WORK REQUEST:
Scan the lines below for "bound" and copy the matches.

Stored data entries:
□ □ □ □ □ □ □
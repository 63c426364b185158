//! Bindings between form inputs and the document.
//!
//! Structured inputs deliver raw strings on change-commit; [`FormField`]
//! turns them into typed mutations. The raw-text view goes through
//! [`RawTextController`], which only ever applies text that parses.

use super::document::{AgentDefaultField, GatewayField, ModelFields};
use super::Editor;
use crate::codec;
use crate::config::{
    ConfigDocument, GatewayAuthMode, GatewayBindMode, GatewayTailscaleMode,
    DEFAULT_AGENT_MAX_CONCURRENT, DEFAULT_CONTEXT_WINDOW, DEFAULT_GATEWAY_PORT, DEFAULT_MAX_TOKENS,
    DEFAULT_SUBAGENT_MAX_CONCURRENT,
};
use crate::error::{EditorError, Result};
use tracing::debug;

/// Parse a positive integer from a form value, falling back to `default`
/// for empty, zero or unparsable input.
pub fn parse_count_or<T>(raw: &str, default: T) -> T
where
    T: std::str::FromStr + PartialEq + Default,
{
    raw.trim()
        .parse::<T>()
        .ok()
        .filter(|n| *n != T::default())
        .unwrap_or(default)
}

// ============================================================================
// Structured fields
// ============================================================================

/// Scalar inputs bound to a single document field.
#[derive(Debug, Clone, Copy, PartialEq, Eq)]
pub enum FormField {
    PrimaryModel,
    Workspace,
    MaxConcurrent,
    SubagentMaxConcurrent,
    SandboxMode,
    GatewayPort,
    GatewayMode,
    GatewayBind,
    GatewayAuthMode,
    GatewayAuthToken,
    TailscaleMode,
    TailscaleResetOnExit,
}

/// The mutation a committed form value maps to.
#[derive(Debug, Clone, PartialEq, Eq)]
pub enum FieldMutation {
    Agent(AgentDefaultField),
    Gateway(GatewayField),
}

impl FormField {
    /// Translate a raw form value into a typed mutation.
    ///
    /// Numeric inputs fall back to their defaults; choice inputs must name a
    /// known option.
    pub fn parse(self, raw: &str) -> Result<FieldMutation> {
        let trimmed = raw.trim();
        let choice = |e: String| EditorError::validation(self.path(), e);
        Ok(match self {
            Self::PrimaryModel => {
                FieldMutation::Agent(AgentDefaultField::PrimaryModel(trimmed.to_string()))
            }
            Self::Workspace => {
                FieldMutation::Agent(AgentDefaultField::Workspace(raw.to_string()))
            }
            Self::MaxConcurrent => FieldMutation::Agent(AgentDefaultField::MaxConcurrent(
                parse_count_or(raw, DEFAULT_AGENT_MAX_CONCURRENT),
            )),
            Self::SubagentMaxConcurrent => FieldMutation::Agent(
                AgentDefaultField::SubagentMaxConcurrent(parse_count_or(
                    raw,
                    DEFAULT_SUBAGENT_MAX_CONCURRENT,
                )),
            ),
            Self::SandboxMode => FieldMutation::Agent(AgentDefaultField::SandboxMode(
                Some(trimmed.to_string()).filter(|m| !m.is_empty()),
            )),
            Self::GatewayPort => FieldMutation::Gateway(GatewayField::Port(parse_count_or(
                raw,
                DEFAULT_GATEWAY_PORT,
            ))),
            Self::GatewayMode => FieldMutation::Gateway(GatewayField::Mode(trimmed.to_string())),
            Self::GatewayBind => FieldMutation::Gateway(GatewayField::Bind(
                trimmed.parse::<GatewayBindMode>().map_err(choice)?,
            )),
            Self::GatewayAuthMode => {
                let mode = match trimmed {
                    "token" => GatewayAuthMode::Token,
                    "password" => GatewayAuthMode::Password,
                    other => return Err(choice(format!("invalid auth mode: {other}"))),
                };
                FieldMutation::Gateway(GatewayField::AuthMode(mode))
            }
            Self::GatewayAuthToken => {
                FieldMutation::Gateway(GatewayField::AuthToken(trimmed.to_string()))
            }
            Self::TailscaleMode => {
                let mode = match trimmed {
                    "off" => GatewayTailscaleMode::Off,
                    "serve" => GatewayTailscaleMode::Serve,
                    "funnel" => GatewayTailscaleMode::Funnel,
                    other => return Err(choice(format!("invalid tailscale mode: {other}"))),
                };
                FieldMutation::Gateway(GatewayField::TailscaleMode(mode))
            }
            Self::TailscaleResetOnExit => FieldMutation::Gateway(
                GatewayField::TailscaleResetOnExit(matches!(trimmed, "true" | "on" | "1")),
            ),
        })
    }

    /// Dotted document path of the bound field.
    pub fn path(self) -> &'static str {
        match self {
            Self::PrimaryModel => "agents.defaults.model.primary",
            Self::Workspace => "agents.defaults.workspace",
            Self::MaxConcurrent => "agents.defaults.maxConcurrent",
            Self::SubagentMaxConcurrent => "agents.defaults.subagents.maxConcurrent",
            Self::SandboxMode => "agents.defaults.sandbox.mode",
            Self::GatewayPort => "gateway.port",
            Self::GatewayMode => "gateway.mode",
            Self::GatewayBind => "gateway.bind",
            Self::GatewayAuthMode => "gateway.auth.mode",
            Self::GatewayAuthToken => "gateway.auth.token",
            Self::TailscaleMode => "gateway.tailscale.mode",
            Self::TailscaleResetOnExit => "gateway.tailscale.resetOnExit",
        }
    }

    /// Current value rendered the way the input displays it.
    pub fn read(self, doc: &ConfigDocument) -> String {
        let defaults = &doc.agents.defaults;
        let gateway = &doc.gateway;
        let json_str = |v: serde_json::Result<serde_json::Value>| {
            v.ok()
                .and_then(|v| v.as_str().map(str::to_string))
                .unwrap_or_default()
        };
        match self {
            Self::PrimaryModel => defaults.model.primary.clone(),
            Self::Workspace => defaults.workspace.clone(),
            Self::MaxConcurrent => defaults.max_concurrent.to_string(),
            Self::SubagentMaxConcurrent => defaults.subagents.max_concurrent.to_string(),
            Self::SandboxMode => defaults
                .sandbox
                .as_ref()
                .map(|s| s.mode.clone())
                .unwrap_or_default(),
            Self::GatewayPort => gateway.port.to_string(),
            Self::GatewayMode => gateway.mode.clone(),
            Self::GatewayBind => json_str(serde_json::to_value(gateway.bind)),
            Self::GatewayAuthMode => json_str(serde_json::to_value(gateway.auth.mode)),
            Self::GatewayAuthToken => gateway.auth.token.clone(),
            Self::TailscaleMode => json_str(serde_json::to_value(gateway.tailscale.mode)),
            Self::TailscaleResetOnExit => gateway.tailscale.reset_on_exit.to_string(),
        }
    }
}

impl ModelFields {
    /// Build model fields from raw form values. Missing or unparsable limits
    /// become the defaults; an empty name falls back to the id.
    pub fn from_form(
        id: &str,
        name: &str,
        reasoning: bool,
        vision: bool,
        context_window: &str,
        max_tokens: &str,
    ) -> Self {
        Self {
            id: id.trim().to_string(),
            name: name.trim().to_string(),
            reasoning,
            vision,
            context_window: parse_count_or(context_window, DEFAULT_CONTEXT_WINDOW),
            max_tokens: parse_count_or(max_tokens, DEFAULT_MAX_TOKENS),
        }
    }
}

// ============================================================================
// Raw text view
// ============================================================================

/// Outcome of the last keystroke in the raw-text view.
#[derive(Debug, Clone, PartialEq, Eq)]
pub enum RawTextStatus {
    Applied,
    /// The text does not parse; the document was left alone.
    Invalid(String),
}

/// Keeps the raw-text view and the live document in step.
#[derive(Debug, Clone, Default)]
pub struct RawTextController {
    text: String,
    status: Option<RawTextStatus>,
}

impl RawTextController {
    pub fn new() -> Self {
        Self::default()
    }

    /// Text currently shown in the view.
    pub fn text(&self) -> &str {
        &self.text
    }

    pub fn status(&self) -> Option<&RawTextStatus> {
        self.status.as_ref()
    }

    /// Refresh the view from the live document.
    pub fn render(&mut self, editor: &Editor) -> Result<&str> {
        self.text = codec::serialize(editor.document())?;
        self.status = None;
        Ok(&self.text)
    }

    /// Handle a keystroke: apply the text if it parses, otherwise keep it
    /// in the view and report why it was not applied.
    pub fn on_input(&mut self, editor: &mut Editor, text: &str) -> &RawTextStatus {
        self.text = text.to_string();
        let status = match codec::deserialize(text) {
            Ok(doc) => {
                editor.replace_document(doc);
                RawTextStatus::Applied
            }
            Err(e) => {
                debug!("Ignoring raw text that does not parse: {e}");
                RawTextStatus::Invalid(e.to_string())
            }
        };
        self.status.insert(status)
    }

    /// Re-indent text without applying it.
    pub fn format(text: &str) -> Result<String> {
        codec::format_text(text)
    }
}

#[cfg(test)]
mod tests {
    use super::*;
    use pretty_assertions::assert_eq;

    #[test]
    fn counts_fall_back_to_defaults() {
        assert_eq!(parse_count_or("12", 4u32), 12);
        assert_eq!(parse_count_or(" ", 4u32), 4);
        assert_eq!(parse_count_or("0", 4u32), 4);
        assert_eq!(parse_count_or("abc", 4u32), 4);
        assert_eq!(parse_count_or::<u16>("70000", 18789), 18789);
    }

    #[test]
    fn numeric_fields_parse_or_default() {
        assert_eq!(
            FormField::GatewayPort.parse("").unwrap(),
            FieldMutation::Gateway(GatewayField::Port(18789))
        );
        assert_eq!(
            FormField::MaxConcurrent.parse("x").unwrap(),
            FieldMutation::Agent(AgentDefaultField::MaxConcurrent(4))
        );
        assert_eq!(
            FormField::SubagentMaxConcurrent.parse("").unwrap(),
            FieldMutation::Agent(AgentDefaultField::SubagentMaxConcurrent(8))
        );
    }

    #[test]
    fn choice_fields_reject_unknown_values() {
        assert_eq!(
            FormField::GatewayBind.parse("lan").unwrap(),
            FieldMutation::Gateway(GatewayField::Bind(GatewayBindMode::Lan))
        );
        let err = FormField::TailscaleMode.parse("tunnel").unwrap_err();
        assert!(err.to_string().starts_with("gateway.tailscale.mode"));
        assert!(FormField::GatewayAuthMode.parse("").is_err());
    }

    #[test]
    fn empty_sandbox_clears_it() {
        assert_eq!(
            FormField::SandboxMode.parse(" ").unwrap(),
            FieldMutation::Agent(AgentDefaultField::SandboxMode(None))
        );
    }

    #[test]
    fn read_renders_current_values() {
        let doc = ConfigDocument::template();
        assert_eq!(FormField::GatewayPort.read(&doc), "18789");
        assert_eq!(FormField::GatewayBind.read(&doc), "loopback");
        assert_eq!(FormField::TailscaleMode.read(&doc), "off");
        assert_eq!(FormField::SandboxMode.read(&doc), "");
    }

    #[test]
    fn model_form_defaults() {
        let fields = ModelFields::from_form(" gpt ", "", true, false, "", "abc");
        assert_eq!(fields.id, "gpt");
        assert_eq!(fields.context_window, 200_000);
        assert_eq!(fields.max_tokens, 32_000);
    }

    #[test]
    fn format_only_reindents() {
        assert_eq!(
            RawTextController::format("{\"a\":1}").unwrap(),
            "{\n  \"a\": 1\n}"
        );
        assert!(RawTextController::format("{\"a\":").is_err());
    }
}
□ □ □ □ □ □ □
YOUR RESPONSE:
/// Scalar inputs bound to a single document field.
    /// Dotted document path of the bound field.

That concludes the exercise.